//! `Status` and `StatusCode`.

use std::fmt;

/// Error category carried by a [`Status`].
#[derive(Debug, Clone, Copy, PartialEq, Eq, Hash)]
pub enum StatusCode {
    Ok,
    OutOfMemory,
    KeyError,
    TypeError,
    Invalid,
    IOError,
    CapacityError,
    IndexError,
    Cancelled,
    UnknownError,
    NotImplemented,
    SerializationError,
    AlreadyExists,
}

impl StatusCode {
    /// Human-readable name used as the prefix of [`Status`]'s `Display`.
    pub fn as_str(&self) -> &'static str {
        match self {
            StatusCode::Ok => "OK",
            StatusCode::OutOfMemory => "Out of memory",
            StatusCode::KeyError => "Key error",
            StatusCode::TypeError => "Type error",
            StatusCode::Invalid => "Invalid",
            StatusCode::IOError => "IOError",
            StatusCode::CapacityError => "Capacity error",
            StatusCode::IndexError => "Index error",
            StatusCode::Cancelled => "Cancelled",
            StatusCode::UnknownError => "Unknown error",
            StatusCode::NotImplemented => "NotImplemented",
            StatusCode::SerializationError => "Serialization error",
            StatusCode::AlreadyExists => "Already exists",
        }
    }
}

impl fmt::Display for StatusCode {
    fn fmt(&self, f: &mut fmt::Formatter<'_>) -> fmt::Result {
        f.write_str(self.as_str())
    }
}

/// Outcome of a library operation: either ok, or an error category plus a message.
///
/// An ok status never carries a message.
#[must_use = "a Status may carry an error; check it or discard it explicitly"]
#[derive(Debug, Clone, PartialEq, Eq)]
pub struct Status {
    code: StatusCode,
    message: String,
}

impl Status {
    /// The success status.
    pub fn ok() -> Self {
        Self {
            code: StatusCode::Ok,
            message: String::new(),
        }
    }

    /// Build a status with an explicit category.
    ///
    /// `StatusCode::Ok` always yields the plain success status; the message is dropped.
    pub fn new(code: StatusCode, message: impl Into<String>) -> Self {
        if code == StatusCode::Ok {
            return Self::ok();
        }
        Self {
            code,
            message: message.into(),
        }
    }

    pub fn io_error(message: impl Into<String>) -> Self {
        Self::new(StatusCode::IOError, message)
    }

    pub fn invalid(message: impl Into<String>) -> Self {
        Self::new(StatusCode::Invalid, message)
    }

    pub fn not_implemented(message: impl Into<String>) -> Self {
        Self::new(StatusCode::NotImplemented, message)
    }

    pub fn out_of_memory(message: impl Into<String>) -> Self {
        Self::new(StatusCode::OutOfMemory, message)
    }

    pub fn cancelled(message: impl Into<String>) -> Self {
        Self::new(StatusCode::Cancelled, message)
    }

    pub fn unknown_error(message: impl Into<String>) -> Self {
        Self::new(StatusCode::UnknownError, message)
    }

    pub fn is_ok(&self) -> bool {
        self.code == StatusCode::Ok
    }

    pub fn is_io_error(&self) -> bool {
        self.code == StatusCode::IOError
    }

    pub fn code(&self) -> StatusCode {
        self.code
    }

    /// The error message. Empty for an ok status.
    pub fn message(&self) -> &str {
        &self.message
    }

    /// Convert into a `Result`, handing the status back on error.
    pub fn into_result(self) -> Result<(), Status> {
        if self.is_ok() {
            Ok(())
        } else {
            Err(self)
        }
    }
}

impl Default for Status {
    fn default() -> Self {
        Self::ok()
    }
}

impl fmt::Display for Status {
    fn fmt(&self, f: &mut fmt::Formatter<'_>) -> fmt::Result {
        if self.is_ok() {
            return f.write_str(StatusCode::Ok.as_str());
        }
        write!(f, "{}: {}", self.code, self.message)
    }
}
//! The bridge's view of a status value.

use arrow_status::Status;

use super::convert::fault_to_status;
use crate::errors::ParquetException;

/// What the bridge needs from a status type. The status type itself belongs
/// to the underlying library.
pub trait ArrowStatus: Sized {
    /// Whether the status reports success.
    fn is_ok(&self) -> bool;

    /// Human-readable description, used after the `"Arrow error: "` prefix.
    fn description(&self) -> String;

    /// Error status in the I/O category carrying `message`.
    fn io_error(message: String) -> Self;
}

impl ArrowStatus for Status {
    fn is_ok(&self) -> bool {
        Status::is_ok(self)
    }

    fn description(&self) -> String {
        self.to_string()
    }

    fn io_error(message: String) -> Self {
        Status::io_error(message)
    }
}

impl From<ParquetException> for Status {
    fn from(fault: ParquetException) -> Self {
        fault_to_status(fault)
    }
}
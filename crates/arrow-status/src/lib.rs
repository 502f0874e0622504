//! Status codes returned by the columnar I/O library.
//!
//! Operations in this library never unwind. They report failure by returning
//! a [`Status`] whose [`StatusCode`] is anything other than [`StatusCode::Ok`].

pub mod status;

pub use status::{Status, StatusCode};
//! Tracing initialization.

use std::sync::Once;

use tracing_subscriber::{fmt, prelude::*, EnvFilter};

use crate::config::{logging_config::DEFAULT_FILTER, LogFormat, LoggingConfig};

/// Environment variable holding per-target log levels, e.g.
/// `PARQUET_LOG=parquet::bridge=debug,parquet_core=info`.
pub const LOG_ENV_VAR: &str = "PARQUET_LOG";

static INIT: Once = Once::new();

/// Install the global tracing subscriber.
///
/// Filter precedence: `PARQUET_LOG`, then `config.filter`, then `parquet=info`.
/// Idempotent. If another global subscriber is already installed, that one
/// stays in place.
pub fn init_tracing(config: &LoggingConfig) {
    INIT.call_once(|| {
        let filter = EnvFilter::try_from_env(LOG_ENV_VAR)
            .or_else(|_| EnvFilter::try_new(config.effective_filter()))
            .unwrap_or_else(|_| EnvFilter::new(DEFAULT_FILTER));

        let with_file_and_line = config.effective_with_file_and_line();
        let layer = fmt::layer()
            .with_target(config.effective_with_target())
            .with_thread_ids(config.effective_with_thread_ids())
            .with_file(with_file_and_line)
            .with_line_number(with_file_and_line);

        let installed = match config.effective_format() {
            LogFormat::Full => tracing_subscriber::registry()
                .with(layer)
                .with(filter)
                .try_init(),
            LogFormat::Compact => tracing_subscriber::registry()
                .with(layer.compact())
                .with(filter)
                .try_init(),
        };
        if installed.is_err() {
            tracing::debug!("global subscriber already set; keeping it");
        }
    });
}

---

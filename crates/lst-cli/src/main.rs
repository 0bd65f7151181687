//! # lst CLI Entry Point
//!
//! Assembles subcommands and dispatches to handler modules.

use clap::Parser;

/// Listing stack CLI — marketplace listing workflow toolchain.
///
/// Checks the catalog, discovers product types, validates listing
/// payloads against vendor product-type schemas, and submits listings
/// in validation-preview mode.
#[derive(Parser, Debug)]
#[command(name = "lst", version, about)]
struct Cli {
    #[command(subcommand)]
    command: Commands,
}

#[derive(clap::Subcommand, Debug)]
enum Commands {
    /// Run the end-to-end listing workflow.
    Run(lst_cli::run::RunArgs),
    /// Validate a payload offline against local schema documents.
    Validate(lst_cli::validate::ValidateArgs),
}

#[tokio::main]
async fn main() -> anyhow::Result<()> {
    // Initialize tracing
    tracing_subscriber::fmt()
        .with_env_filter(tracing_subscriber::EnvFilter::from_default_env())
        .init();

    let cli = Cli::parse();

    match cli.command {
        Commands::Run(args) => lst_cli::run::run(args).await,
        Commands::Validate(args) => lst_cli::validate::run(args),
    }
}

Task goal ::
Please, from the material above, copy only the lines from the line with "Status may carry" up to and including the line with "impl Default for", exactly as written.

Answer for this exercise ::
#[must_use = "a Status may carry an error; check it or discard it explicitly"]
#[derive(Debug, Clone, PartialEq, Eq)]
pub struct Status {
    code: StatusCode,
    message: String,
}

impl Status {
    /// The success status.
    pub fn ok() -> Self {
        Self {
            code: StatusCode::Ok,
            message: String::new(),
        }
    }

    /// Build a status with an explicit category.
    ///
    /// `StatusCode::Ok` always yields the plain success status; the message is dropped.
    pub fn new(code: StatusCode, message: impl Into<String>) -> Self {
        if code == StatusCode::Ok {
            return Self::ok();
        }
        Self {
            code,
            message: message.into(),
        }
    }

    pub fn io_error(message: impl Into<String>) -> Self {
        Self::new(StatusCode::IOError, message)
    }

    pub fn invalid(message: impl Into<String>) -> Self {
        Self::new(StatusCode::Invalid, message)
    }

    pub fn not_implemented(message: impl Into<String>) -> Self {
        Self::new(StatusCode::NotImplemented, message)
    }

    pub fn out_of_memory(message: impl Into<String>) -> Self {
        Self::new(StatusCode::OutOfMemory, message)
    }

    pub fn cancelled(message: impl Into<String>) -> Self {
        Self::new(StatusCode::Cancelled, message)
    }

    pub fn unknown_error(message: impl Into<String>) -> Self {
        Self::new(StatusCode::UnknownError, message)
    }

    pub fn is_ok(&self) -> bool {
        self.code == StatusCode::Ok
    }

    pub fn is_io_error(&self) -> bool {
        self.code == StatusCode::IOError
    }

    pub fn code(&self) -> StatusCode {
        self.code
    }

    /// The error message. Empty for an ok status.
    pub fn message(&self) -> &str {
        &self.message
    }

    /// Convert into a `Result`, handing the status back on error.
    pub fn into_result(self) -> Result<(), Status> {
        if self.is_ok() {
            Ok(())
        } else {
            Err(self)
        }
    }
}

impl Default for Status {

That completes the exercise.